Ses investissements stratégiques sont effectués avec la perspective de gagner des rendements démesurés, a déclaré Jim Krane, membre du Rice University Baker Institute for Public Policy à Houston. Les sociétés d’investissement, qui sont principalement liées à l’État, ciblent les pays où elles peuvent faire avancer les intérêts stratégiques des EAU et «sont disposés à négliger certains des risques qui ont autrement empêché les entreprises d’entrer dans ces marchés frontaliers», a-t-il ajouté.
« Il y a des motivations diplomatiques qui vont au-delà de la rentabilité, mais les bénéfices sont toujours attendus », a déclaré Krane.
L’année dernière, le Fonds de richesse d’Abu Dhabi a accepté d’investir 35 milliards de dollars en Égypte, la plupart pour développer des terres privilégiées sur la côte méditerranéenne de la nation nord-africaine. Cela a sauvé l’économie de sa pire crise d’échange étrangère depuis des décennies.
La décision des Émirats arabes unis d’investir dans le Zimbabwe est venue après que Mnangagwa a visité le pays en 2019 dans le cadre d’un roadshow pour attirer des investissements dans une économie qui était en chute libre et enfermée des marchés des capitaux en raison de sanctions, de la dette par défaut et des décennies de mauvaisrules par Robert Mugabe .
Les Émirats arabes unis ont été principalement attirés par l’or du Zimbabwe qui est devenu un «point lumineux» pour l’économie, a déclaré Lyle Begbie, économiste à Oxford Economics. L’année dernière, la production a atteint un record de 36 tonnes.
Les liens avec les Émirats arabes unis ont fourni au Zimbabwe des «options de survie», a déclaré les hauts responsables de l’administration de Mnangagwa en 2019 – et le fait toujours, a déclaré Hasnain Malik, un stratège de marché émergent chez Tellimer à Dubaï.

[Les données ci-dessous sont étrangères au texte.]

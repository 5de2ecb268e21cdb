//! Job lifecycle states and their predicates.

use serde::{Deserialize, Serialize};

/// Lifecycle state of a job.
///
/// A job enters at [`JobState::New`], cycles through the work loop
/// (`Wait`/`Ready`/`Busy`) under its run policy, and settles in exactly one
/// terminal state.
#[derive(Debug, Clone, Copy, PartialEq, Eq, Hash, Serialize, Deserialize)]
#[serde(rename_all = "snake_case")]
pub enum JobState {
    /// Submitted but not yet enqueued by the service loop.
    New,
    /// Waiting on dependencies, gating, or a retry delay.
    Wait,
    /// Eligible to start an attempt.
    Ready,
    /// An attempt is executing on the worker pool.
    Busy,
    /// Finished with a result.
    Succeeded,
    /// Finished unsuccessfully (policy exhaustion, timeout, or callback error).
    Faulted,
    /// Explicitly canceled.
    Canceled,
    /// Merged into a surviving job by a concurrency policy.
    Assimilated,
}

impl JobState {
    /// No further transitions occur out of a terminal state.
    pub fn is_terminal(self) -> bool {
        matches!(self, Self::Succeeded | Self::Faulted | Self::Canceled | Self::Assimilated)
    }

    /// Terminal without having produced a result.
    pub fn is_failed(self) -> bool {
        matches!(self, Self::Faulted | Self::Canceled)
    }

    /// States the service loop actively drives.
    pub fn is_in_work_loop(self) -> bool {
        matches!(self, Self::Wait | Self::Ready | Self::Busy)
    }

    /// States before any attempt has produced output.
    pub fn is_pre_execute(self) -> bool {
        matches!(self, Self::New | Self::Wait | Self::Ready)
    }

    /// A satisfied job can unblock its dependents.
    pub fn is_satisfied(self) -> bool {
        matches!(self, Self::Succeeded | Self::Assimilated)
    }
}

impl std::fmt::Display for JobState {
    fn fmt(&self, f: &mut std::fmt::Formatter<'_>) -> std::fmt::Result {
        f.write_str(match self {
            Self::New => "new",
            Self::Wait => "wait",
            Self::Ready => "ready",
            Self::Busy => "busy",
            Self::Succeeded => "succeeded",
            Self::Faulted => "faulted",
            Self::Canceled => "canceled",
            Self::Assimilated => "assimilated",
        })
    }
}

#[cfg(test)]
#[path = "state_tests.rs"]
mod tests;
//! In-memory store for tests and non-durable managers.

use crate::{Persistor, StoreError};
use drover_core::{JobId, JobRecord};
use parking_lot::Mutex;
use std::collections::HashMap;
use std::sync::Arc;

/// HashMap-backed store. Cloning shares the underlying map, which lets tests
/// hold a handle while the manager owns the persistor.
#[derive(Clone, Default)]
pub struct MemoryStore {
    records: Arc<Mutex<HashMap<JobId, JobRecord>>>,
}

impl MemoryStore {
    pub fn new() -> Self {
        Self::default()
    }

    pub fn len(&self) -> usize {
        self.records.lock().len()
    }

    pub fn is_empty(&self) -> bool {
        self.records.lock().is_empty()
    }

    pub fn get(&self, id: &JobId) -> Option<JobRecord> {
        self.records.lock().get(id).cloned()
    }
}

impl Persistor for MemoryStore {
    fn list_jobs(&self) -> Result<Vec<JobRecord>, StoreError> {
        Ok(self.records.lock().values().cloned().collect())
    }

    fn put_job(&self, record: &JobRecord) -> Result<(), StoreError> {
        self.records.lock().insert(record.id.clone(), record.clone());
        Ok(())
    }

    fn remove_job(&self, id: &JobId) -> Result<(), StoreError> {
        self.records.lock().remove(id);
        Ok(())
    }

    fn clear(&self) -> Result<(), StoreError> {
        self.records.lock().clear();
        Ok(())
    }
}

#[cfg(test)]
#[path = "memory_tests.rs"]
mod tests;
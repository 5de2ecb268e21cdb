//! `JobManager`: the public face of the runtime.

use crate::error::EngineError;
use crate::handler::JobHandler;
use crate::job::{Job, JobSnapshot};
use crate::observer::JobObserver;
use crate::runtime::{self, Command, Engine, HandlerFactory};
use drover_core::{Clock, DependencyFailureStrategy, JobId, JobState, SystemClock};
use drover_storage::Persistor;
use parking_lot::Mutex;
use smol_str::SmolStr;
use std::collections::HashMap;
use std::sync::Arc;
use tokio::sync::{mpsc, oneshot};
use tokio::task::JoinHandle;

/// Worker pool ceiling: roughly 3 * (1 + cores).
fn default_worker_cap() -> usize {
    let cores = std::thread::available_parallelism().map(|n| n.get()).unwrap_or(1);
    3 * (1 + cores)
}

/// Owns the registry, the single-task service loop, and the bounded worker
/// pool. Cloneable handles are not provided; share it behind an `Arc` if
/// needed.
///
/// Must be created inside a tokio runtime.
pub struct JobManager {
    cmd_tx: mpsc::UnboundedSender<Command>,
    join: Mutex<Option<JoinHandle<()>>>,
}

impl JobManager {
    /// In-memory manager with the system clock.
    pub fn new() -> Self {
        Self::builder().build()
    }

    /// Durable manager backed by `persistor`.
    pub fn with_persistor(persistor: impl Persistor) -> Self {
        Self::builder().persistor(persistor).build()
    }

    pub fn builder() -> JobManagerBuilder<SystemClock> {
        JobManagerBuilder::new()
    }

    /// Bind `job` to this manager, register it, and schedule its first
    /// service pass. Fails when a pre-submission edge targets a job that is
    /// not registered here; the graph is left unchanged.
    pub async fn submit(&self, job: Job) -> Result<JobObserver, EngineError> {
        let (reply, response) = oneshot::channel();
        self.cmd_tx.send(Command::Submit { job, reply }).map_err(|_| EngineError::Closed)?;
        response.await.map_err(|_| EngineError::Closed)?
    }

    /// Snapshot of one registered job.
    pub async fn get_job(&self, id: &JobId) -> Option<JobSnapshot> {
        let (reply, response) = oneshot::channel();
        self.cmd_tx.send(Command::GetJob { id: id.clone(), reply }).ok()?;
        response.await.ok().flatten()
    }

    /// Snapshots of all registered jobs, ascending by start time.
    pub async fn jobs(&self) -> Vec<JobSnapshot> {
        let (reply, response) = oneshot::channel();
        if self.cmd_tx.send(Command::ListJobs { reply }).is_err() {
            return Vec::new();
        }
        response.await.unwrap_or_default()
    }

    /// Add a depends-on edge between two registered jobs.
    pub async fn add_dependency(
        &self,
        owner: &JobId,
        target: &JobId,
        strategy: DependencyFailureStrategy,
    ) -> Result<(), EngineError> {
        let (reply, response) = oneshot::channel();
        self.cmd_tx
            .send(Command::AddDependency {
                owner: owner.clone(),
                target: target.clone(),
                strategy,
                reply,
            })
            .map_err(|_| EngineError::Closed)?;
        response.await.map_err(|_| EngineError::Closed)?
    }

    /// Request a policy-validated transition from outside the loop. Returns
    /// the state the job actually moved to.
    pub async fn request_state(
        &self,
        id: &JobId,
        state: JobState,
    ) -> Result<JobState, EngineError> {
        let (reply, response) = oneshot::channel();
        self.cmd_tx
            .send(Command::RequestState { id: id.clone(), state, reply })
            .map_err(|_| EngineError::Closed)?;
        response.await.map_err(|_| EngineError::Closed)?
    }

    /// Cancel a job. Idempotent; unknown ids are ignored.
    pub async fn cancel(&self, id: &JobId) {
        let (reply, ack) = oneshot::channel();
        if self.cmd_tx.send(Command::Cancel { id: id.clone(), reply: Some(reply) }).is_ok() {
            let _ = ack.await;
        }
    }

    /// Drop all jobs and clear the persistor. Jobs are reloaded from the
    /// persistor on the next access.
    pub async fn clear(&self) {
        let (reply, ack) = oneshot::channel();
        if self.cmd_tx.send(Command::Clear { reply }).is_ok() {
            let _ = ack.await;
        }
    }

    /// Stop the service loop and wait for it to finish. In-flight workers
    /// are aborted.
    pub async fn shutdown(self) {
        let (reply, ack) = oneshot::channel();
        if self.cmd_tx.send(Command::Shutdown { reply }).is_ok() {
            let _ = ack.await;
        }
        let handle = self.join.lock().take();
        if let Some(handle) = handle {
            let _ = handle.await;
        }
    }
}

impl Default for JobManager {
    fn default() -> Self {
        Self::new()
    }
}

/// Configuration for [`JobManager`].
pub struct JobManagerBuilder<C: Clock> {
    clock: C,
    persistor: Option<Box<dyn Persistor>>,
    worker_cap: usize,
    kinds: HashMap<SmolStr, HandlerFactory>,
}

impl JobManagerBuilder<SystemClock> {
    pub fn new() -> Self {
        Self {
            clock: SystemClock,
            persistor: None,
            worker_cap: default_worker_cap(),
            kinds: HashMap::new(),
        }
    }
}

impl Default for JobManagerBuilder<SystemClock> {
    fn default() -> Self {
        Self::new()
    }
}

impl<C: Clock> JobManagerBuilder<C> {
    /// Swap the engine clock (tests).
    pub fn clock<C2: Clock>(self, clock: C2) -> JobManagerBuilder<C2> {
        JobManagerBuilder {
            clock,
            persistor: self.persistor,
            worker_cap: self.worker_cap,
            kinds: self.kinds,
        }
    }

    pub fn persistor(mut self, persistor: impl Persistor) -> Self {
        self.persistor = Some(Box::new(persistor));
        self
    }

    /// Override the worker pool ceiling.
    pub fn worker_cap(mut self, cap: usize) -> Self {
        self.worker_cap = cap.max(1);
        self
    }

    /// Register a factory that rebuilds `kind` handlers from their persisted
    /// payload on reload.
    pub fn register<F>(mut self, kind: &str, factory: F) -> Self
    where
        F: Fn(serde_json::Value) -> anyhow::Result<Arc<dyn JobHandler>> + Send + Sync + 'static,
    {
        self.kinds.insert(SmolStr::new(kind), Arc::new(factory));
        self
    }

    pub fn build(self) -> JobManager {
        let (cmd_tx, cmd_rx) = mpsc::unbounded_channel();
        let engine =
            Engine::new(self.clock, self.persistor, self.kinds, self.worker_cap, cmd_tx.clone());
        let join = tokio::spawn(runtime::run(engine, cmd_rx));
        JobManager { cmd_tx, join: Mutex::new(Some(join)) }
    }
}
//! Per-job run policy: attempts, timeouts, retry delays, gating, and
//! concurrency identity.
//!
//! The policy is a pure value machine over epoch-millisecond timestamps; the
//! service loop feeds it `now` and applies the states it returns. It never
//! schedules anything itself.

use crate::concurrency::ConcurrencyPolicy;
use crate::error::PolicyError;
use crate::gate::GatingCondition;
use crate::id::JobId;
use crate::state::JobState;
use rand::Rng;
use std::sync::Arc;
use std::time::Duration;

const DEFAULT_MAX_ATTEMPTS: u32 = 5;
const DEFAULT_JOB_TIMEOUT_MS: u64 = 24 * 60 * 60 * 1000;
const DEFAULT_ATTEMPT_TIMEOUT_MS: u64 = 24 * 60 * 60 * 1000;
const DEFAULT_RETRY_DELAY_MS: u64 = 5_000;
const DEADLINE_PRESET_ATTEMPTS: u32 = 50;
const BACKOFF_DEFAULT_MAX_MS: u64 = 30_000;

/// Message attached when the retry budget is exhausted.
pub const MSG_NO_MORE_RETRIES: &str = "no more retries";
/// Message attached when the job's age deadline passes.
pub const MSG_TIMED_OUT: &str = "timed out";

/// Governs when a job may attempt work and when it must fail.
#[derive(Clone)]
pub struct RunPolicy {
    max_attempts: u32,
    attempts_remaining: u32,
    job_timeout_ms: u64,
    attempt_timeout_ms: u64,
    /// Current delay before the next attempt after a failure. Doubles when
    /// backoff is active.
    retry_delay_ms: u64,
    /// Backoff ceiling; 0 means the delay is static.
    retry_delay_max_ms: u64,
    initial_delay_ms: u64,
    time_job_started_ms: u64,
    /// 0 when no attempt is in progress.
    time_attempt_started_ms: u64,
    time_of_next_attempt_ms: u64,
    state_message: Option<String>,
    concurrency: Option<ConcurrencyPolicy>,
    gates: Vec<Arc<dyn GatingCondition>>,
    job_id: Option<JobId>,
}

impl std::fmt::Debug for RunPolicy {
    fn fmt(&self, f: &mut std::fmt::Formatter<'_>) -> std::fmt::Result {
        f.debug_struct("RunPolicy")
            .field("max_attempts", &self.max_attempts)
            .field("attempts_remaining", &self.attempts_remaining)
            .field("job_timeout_ms", &self.job_timeout_ms)
            .field("attempt_timeout_ms", &self.attempt_timeout_ms)
            .field("retry_delay_ms", &self.retry_delay_ms)
            .field("retry_delay_max_ms", &self.retry_delay_max_ms)
            .field("time_of_next_attempt_ms", &self.time_of_next_attempt_ms)
            .field("gates", &self.gates.len())
            .field("concurrency", &self.concurrency)
            .field("job_id", &self.job_id)
            .finish_non_exhaustive()
    }
}

impl Default for RunPolicy {
    fn default() -> Self {
        RunPolicyBuilder::default().build()
    }
}

impl RunPolicy {
    pub fn builder() -> RunPolicyBuilder {
        RunPolicyBuilder::default()
    }

    /// Deadline preset: a generous attempt budget bounded by the job timeout.
    pub fn with_job_timeout(timeout: Duration) -> Self {
        Self::builder().max_attempts(DEADLINE_PRESET_ATTEMPTS).job_timeout(timeout).build()
    }

    /// Builder initialized from a deep copy of this policy. `build()` yields
    /// a reset, unbound, independent policy.
    pub fn build_upon(&self) -> RunPolicyBuilder {
        RunPolicyBuilder {
            max_attempts: self.max_attempts,
            job_timeout_ms: self.job_timeout_ms,
            attempt_timeout_ms: self.attempt_timeout_ms,
            retry_delay_ms: self.retry_delay_ms,
            retry_delay_max_ms: self.retry_delay_max_ms,
            initial_delay_ms: self.initial_delay_ms,
            concurrency: self.concurrency.clone(),
            gates: self.gates.clone(),
        }
    }

    /// Bind this policy to a job identity. Binding is one-shot: re-binding to
    /// a different id fails.
    pub fn bind(&mut self, id: &JobId) -> Result<(), PolicyError> {
        match &self.job_id {
            Some(bound) if bound != id => Err(PolicyError::AlreadyBound {
                bound: bound.clone(),
                requested: id.clone(),
            }),
            _ => {
                self.job_id = Some(id.clone());
                Ok(())
            }
        }
    }

    pub fn bound_to(&self) -> Option<&JobId> {
        self.job_id.as_ref()
    }

    // -- accessors --

    pub fn max_attempts(&self) -> u32 {
        self.max_attempts
    }

    pub fn attempts_remaining(&self) -> u32 {
        self.attempts_remaining
    }

    pub fn concurrency(&self) -> Option<&ConcurrencyPolicy> {
        self.concurrency.as_ref()
    }

    pub fn time_job_started_ms(&self) -> u64 {
        self.time_job_started_ms
    }

    pub fn time_attempt_started_ms(&self) -> u64 {
        self.time_attempt_started_ms
    }

    pub fn time_of_next_attempt_ms(&self) -> u64 {
        self.time_of_next_attempt_ms
    }

    pub fn attempt_timeout_ms(&self) -> u64 {
        self.attempt_timeout_ms
    }

    pub fn attempt_in_progress(&self) -> bool {
        self.time_attempt_started_ms != 0
    }

    /// The job's age deadline has passed.
    pub fn timed_out(&self, now_ms: u64) -> bool {
        now_ms >= self.time_job_started_ms + self.job_timeout_ms
    }

    /// Terminal message, or the first unsatisfied gate's message.
    pub fn message(&self) -> Option<String> {
        if self.state_message.is_some() {
            return self.state_message.clone();
        }
        self.gates.iter().find(|g| !g.is_satisfied()).map(|g| g.message())
    }

    // -- attempt bookkeeping --

    /// Record an attempt start. No guard: the caller has already decided.
    pub fn on_attempt_started(&mut self, now_ms: u64) {
        self.time_attempt_started_ms = now_ms;
        self.attempts_remaining = self.attempts_remaining.saturating_sub(1);
    }

    /// Record an attempt failure and decide where the job goes next.
    pub fn on_attempt_failed(&mut self, now_ms: u64) -> JobState {
        self.time_attempt_started_ms = 0;
        self.time_of_next_attempt_ms = now_ms + self.retry_delay_ms;
        if self.retry_delay_max_ms > 0 {
            self.retry_delay_ms = (self.retry_delay_ms * 2).min(self.retry_delay_max_ms);
        }
        if self.time_of_next_attempt_ms > self.time_job_started_ms + self.job_timeout_ms {
            self.state_message = Some(MSG_TIMED_OUT.to_string());
            return JobState::Faulted;
        }
        if self.attempts_remaining == 0 {
            self.state_message = Some(MSG_NO_MORE_RETRIES.to_string());
            return JobState::Faulted;
        }
        self.state_message = None;
        JobState::Wait
    }

    /// May a new attempt begin right now?
    pub fn should_start(&self, now_ms: u64) -> bool {
        if self.attempt_in_progress() {
            return false;
        }
        if self.attempts_remaining == 0 {
            return false;
        }
        if now_ms < self.time_of_next_attempt_ms {
            return false;
        }
        if self.timed_out(now_ms) {
            return false;
        }
        self.gates.iter().all(|g| g.is_satisfied())
    }

    /// The in-flight (or stale) attempt should be declared failed.
    ///
    /// Always false before any attempt has been made.
    pub fn should_fail_attempt(&self, now_ms: u64) -> bool {
        if self.attempts_remaining == self.max_attempts {
            return false;
        }
        self.timed_out(now_ms)
            || !self.attempt_in_progress()
            || now_ms.saturating_sub(self.time_attempt_started_ms) > self.attempt_timeout_ms
    }

    /// The whole job should be declared failed.
    pub fn should_fail_job(&self, now_ms: u64) -> bool {
        if self.timed_out(now_ms) {
            return true;
        }
        (!self.attempt_in_progress() || self.should_fail_attempt(now_ms))
            && self.attempts_remaining == 0
    }

    /// Reconcile a requested state with what the policy allows.
    pub fn validate_requested_state(&mut self, requested: JobState, now_ms: u64) -> JobState {
        if requested.is_terminal() {
            return requested;
        }
        if self.should_fail_job(now_ms) {
            self.state_message = Some(if self.timed_out(now_ms) {
                MSG_TIMED_OUT.to_string()
            } else {
                MSG_NO_MORE_RETRIES.to_string()
            });
            return JobState::Faulted;
        }
        if requested == JobState::Ready && self.attempt_in_progress() {
            // An attempt is still open; a Ready request means it ended
            // without success.
            return self.on_attempt_failed(now_ms);
        }
        if requested == JobState::Ready && self.time_of_next_attempt_ms > now_ms {
            return JobState::Wait;
        }
        if requested == JobState::Busy
            && self.attempt_in_progress()
            && self.should_fail_attempt(now_ms)
        {
            return self.on_attempt_failed(now_ms);
        }
        requested
    }

    /// Make the next attempt eligible immediately.
    pub fn schedule_now(&mut self) {
        self.time_of_next_attempt_ms = 0;
    }

    /// Restore the full attempt budget and restart the policy clock.
    pub fn reset(&mut self, now_ms: u64) {
        self.attempts_remaining = self.max_attempts;
        self.time_job_started_ms = now_ms;
        self.time_attempt_started_ms = 0;
        self.time_of_next_attempt_ms = now_ms + self.initial_delay_ms;
        self.state_message = None;
    }
}

/// Builder for [`RunPolicy`].
///
/// Defaults: 5 attempts, 24 h job timeout, 24 h attempt timeout, 5 s static
/// retry delay, no initial delay, no gating, no concurrency.
#[derive(Clone)]
pub struct RunPolicyBuilder {
    max_attempts: u32,
    job_timeout_ms: u64,
    attempt_timeout_ms: u64,
    retry_delay_ms: u64,
    retry_delay_max_ms: u64,
    initial_delay_ms: u64,
    concurrency: Option<ConcurrencyPolicy>,
    gates: Vec<Arc<dyn GatingCondition>>,
}

impl Default for RunPolicyBuilder {
    fn default() -> Self {
        Self {
            max_attempts: DEFAULT_MAX_ATTEMPTS,
            job_timeout_ms: DEFAULT_JOB_TIMEOUT_MS,
            attempt_timeout_ms: DEFAULT_ATTEMPT_TIMEOUT_MS,
            retry_delay_ms: DEFAULT_RETRY_DELAY_MS,
            retry_delay_max_ms: 0,
            initial_delay_ms: 0,
            concurrency: None,
            gates: Vec::new(),
        }
    }
}

impl RunPolicyBuilder {
    /// Total attempt budget. Clamped to at least one.
    pub fn max_attempts(mut self, n: u32) -> Self {
        self.max_attempts = n.max(1);
        self
    }

    pub fn job_timeout(mut self, timeout: Duration) -> Self {
        self.job_timeout_ms = timeout.as_millis() as u64;
        self
    }

    pub fn attempt_timeout(mut self, timeout: Duration) -> Self {
        self.attempt_timeout_ms = timeout.as_millis() as u64;
        self
    }

    /// Static delay between a failed attempt and the next one. Disables
    /// backoff.
    pub fn retry_delay(mut self, delay: Duration) -> Self {
        self.retry_delay_ms = delay.as_millis() as u64;
        self.retry_delay_max_ms = 0;
        self
    }

    /// Exponential backoff with a randomized 500–1500 ms seed and a 30 s cap.
    pub fn exponential_backoff(self) -> Self {
        let seed = rand::rng().random_range(500..=1500);
        self.exponential_backoff_of(
            Duration::from_millis(seed),
            Duration::from_millis(BACKOFF_DEFAULT_MAX_MS),
        )
    }

    /// Exponential backoff: `initial` delay doubling up to `max`.
    pub fn exponential_backoff_of(mut self, initial: Duration, max: Duration) -> Self {
        self.retry_delay_ms = initial.as_millis() as u64;
        self.retry_delay_max_ms = (max.as_millis() as u64).max(1);
        self
    }

    /// Delay before the very first attempt is eligible.
    pub fn initial_delay(mut self, delay: Duration) -> Self {
        self.initial_delay_ms = delay.as_millis() as u64;
        self
    }

    /// Add a gating condition. All registered gates must be satisfied before
    /// an attempt may start.
    pub fn gating_condition(mut self, gate: impl GatingCondition) -> Self {
        self.gates.push(Arc::new(gate));
        self
    }

    /// As [`Self::gating_condition`], for an already-shared gate.
    pub fn gating_condition_arc(mut self, gate: Arc<dyn GatingCondition>) -> Self {
        self.gates.push(gate);
        self
    }

    /// Concurrency identity. At most one; the last call wins.
    pub fn concurrency_policy(mut self, policy: ConcurrencyPolicy) -> Self {
        self.concurrency = Some(policy);
        self
    }

    pub fn build(self) -> RunPolicy {
        let mut policy = RunPolicy {
            max_attempts: self.max_attempts,
            attempts_remaining: self.max_attempts,
            job_timeout_ms: self.job_timeout_ms,
            attempt_timeout_ms: self.attempt_timeout_ms,
            retry_delay_ms: self.retry_delay_ms,
            retry_delay_max_ms: self.retry_delay_max_ms,
            initial_delay_ms: self.initial_delay_ms,
            time_job_started_ms: 0,
            time_attempt_started_ms: 0,
            time_of_next_attempt_ms: 0,
            state_message: None,
            concurrency: self.concurrency,
            gates: self.gates,
            job_id: None,
        };
        policy.reset(crate::clock::epoch_ms_now());
        policy
    }

    /// As [`Self::build`], with an explicit clock origin (tests).
    pub fn build_at(self, now_ms: u64) -> RunPolicy {
        let mut policy = self.build();
        policy.reset(now_ms);
        policy
    }
}

#[cfg(test)]
#[path = "policy_tests.rs"]
mod tests;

« Les entrées d’investissement des EAU sont loin d’être suffisamment grandes, pour intégrer les réserves étrangères nécessaires pour soutenir une monnaie stable », a-t-il déclaré. «La solution économique pour le Zimbabwe nécessite de traiter les arriérés de dettes souveraines, de s’engager sur un chemin fiscal crédible, de débloquer des finances multilatérales et des investissements directs étrangers et, finalement, de permettre un flotteur plus libre de la devise.»